SNEF reminds employers to retrench responsibly despite business troubles

This comes amid a resurgence in high-profile mass layoffs that hit the technology and finance sectors in recent weeks. PHOTO: ST FILE

SINGAPORE – Singapore’s trade union for employers has reminded its members to responsibly manage excess manpower and retrench workers only as a last resort.

The Singapore National Employers Federation’s (SNEF) statement on Jan 11 follows similar comments made recently by its partners in the labour movement and Government.

They come amid a resurgence in high-profile mass layoffs that hit the technology and finance sectors in recent weeks, harking back to the widespread retrenchments when the Covid-19 pandemic abated.

SNEF said the latest finalised labour data from the Ministry of Manpower for the third quarter of 2023 showed a rise in the number and incidence of retrenchments.

It also noted that retrenching employers cited reorganisation or restructuring as the main reason for retrenchments.

“Coupled with subdued external demand, increased cost pressures, and concerns of a recession, it may be necessary for some employers to make reductions to their workforce, in order to remain sustainable,” SNEF said.

Still, retrenchments should be considered as a measure of last resort, after redeploying and reskilling as many workers as possible, it said. “Employers recognise the need to take a long-term view of their manpower needs, and preserve jobs even as they transform, as this will allow them to retain capacity and capability within the organisation.”

Regional e-commerce firm Lazada is the most prominent company to have laid off workers in Singapore recently. It reportedly let go about 100 workers here between Jan 3 and 5 as part of wider plans to cut 25 per cent to 50 per cent of its South-East Asian head count.

The unionised firm drew flak from workers, the public and the Food, Drinks and Allied Workers Union over the quantum of severance payouts, treatment of affected staff, and its failure to inform the union of the exercise in advance.

Lazada operates under the Alibaba International Digital Commerce (AIDC) business unit of the Chinese tech behemoth.

The timing of the layoffs has increased speculation of an upcoming initial public offering in the United States for AIDC.

On Jan 8, San Francisco-based Unity Software, which makes software used by video game creators, outlined plans to cut 25 per cent of its workforce, or 1,800 jobs.

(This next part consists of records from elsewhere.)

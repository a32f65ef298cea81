//! # Capstack Math
//!
//! Numerical utilities for the Capstack debt structuring library.
//!
//! This crate provides:
//!
//! - **Bounds**: Box constraints on individual optimization variables
//! - **Gradients**: Bound-aware finite-difference gradients
//! - **Optimization**: Projected gradient descent with Armijo backtracking
//!
//! ## Design Philosophy
//!
//! - **Fallible Objectives**: Objective functions return `Result`, so domain
//!   errors raised mid-search reach the caller unchanged
//! - **Hard Bounds**: Every trial point is projected onto the box before it is
//!   evaluated; the objective never sees an infeasible point
//! - **Honest Termination**: Non-convergence is reported in the result, never
//!   disguised as a solution

#![warn(missing_docs)]
#![warn(clippy::all)]
#![warn(clippy::pedantic)]
#![allow(clippy::module_name_repetitions)]
#![allow(clippy::missing_errors_doc)]
#![allow(clippy::missing_panics_doc)]
#![allow(clippy::must_use_candidate)]
#![allow(clippy::doc_markdown)]
#![allow(clippy::cast_precision_loss)]
#![allow(clippy::similar_names)]
#![allow(clippy::many_single_char_names)]
#![allow(clippy::float_cmp)]
#![allow(clippy::uninlined_format_args)]

pub mod error;
pub mod optimization;

/// Prelude module for convenient imports.
pub mod prelude {
    pub use crate::error::{MathError, MathResult};
    pub use crate::optimization::{
        numerical_gradient, projected_gradient, Bounds, OptimizationConfig, OptimizationResult,
    };
}

pub use error::{MathError, MathResult};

Unity said in November 2023 that it would shut down offices in 14 locations, including Singapore.

Amazon-owned streaming service Twitch announced on Jan 11 an exercise to cut over 500 jobs, including an undisclosed number in Singapore.

SNEF advised employers to familiarise themselves with the Tripartite Advisory on Managing Excess Manpower and Responsible Retrenchment, which was updated in January 2023.

The updated advisory includes a checklist to assist and guide employers in managing their excess manpower, preserving jobs and conducting retrenchment exercises responsibly, it added.

“SNEF, as a trade union of employers, can represent the interests of employers, and employers should reach out to SNEF for assistance.

“SNEF, together with our tripartite partners, stand ready to help employers implement (the tripartite advisory) and to resolve issues early and amicably.”

Retrenchment decisions are likely to be a response to the broader economic environment and specific challenges faced by individual firms, said Mr Jester Koh, associate economist at UOB.

Mr Koh added that the specific challenges are idiosyncratic in nature and depend on the firm’s business outlook, cost structure and future strategic plans.

“However, more broadly, elevated business costs could weigh on profit margins and pressure firms to reduce costs by laying off workers.”

He noted that MOM’s latest labour market data has shown that retrenchments tended to be more concentrated in externally-oriented sectors such as wholesale trade and transportation and storage, where activities have likely troughed.

He added: “Labour market conditions in these sectors could improve towards the end of 2024 as external demand picks up, alongside an expected upturn in the electronics and broader goods trade cycle.

“In addition, major central banks such as the United States’ Federal Reserve could begin lowering policy rates towards the middle of 2024, supporting consumption and investment.”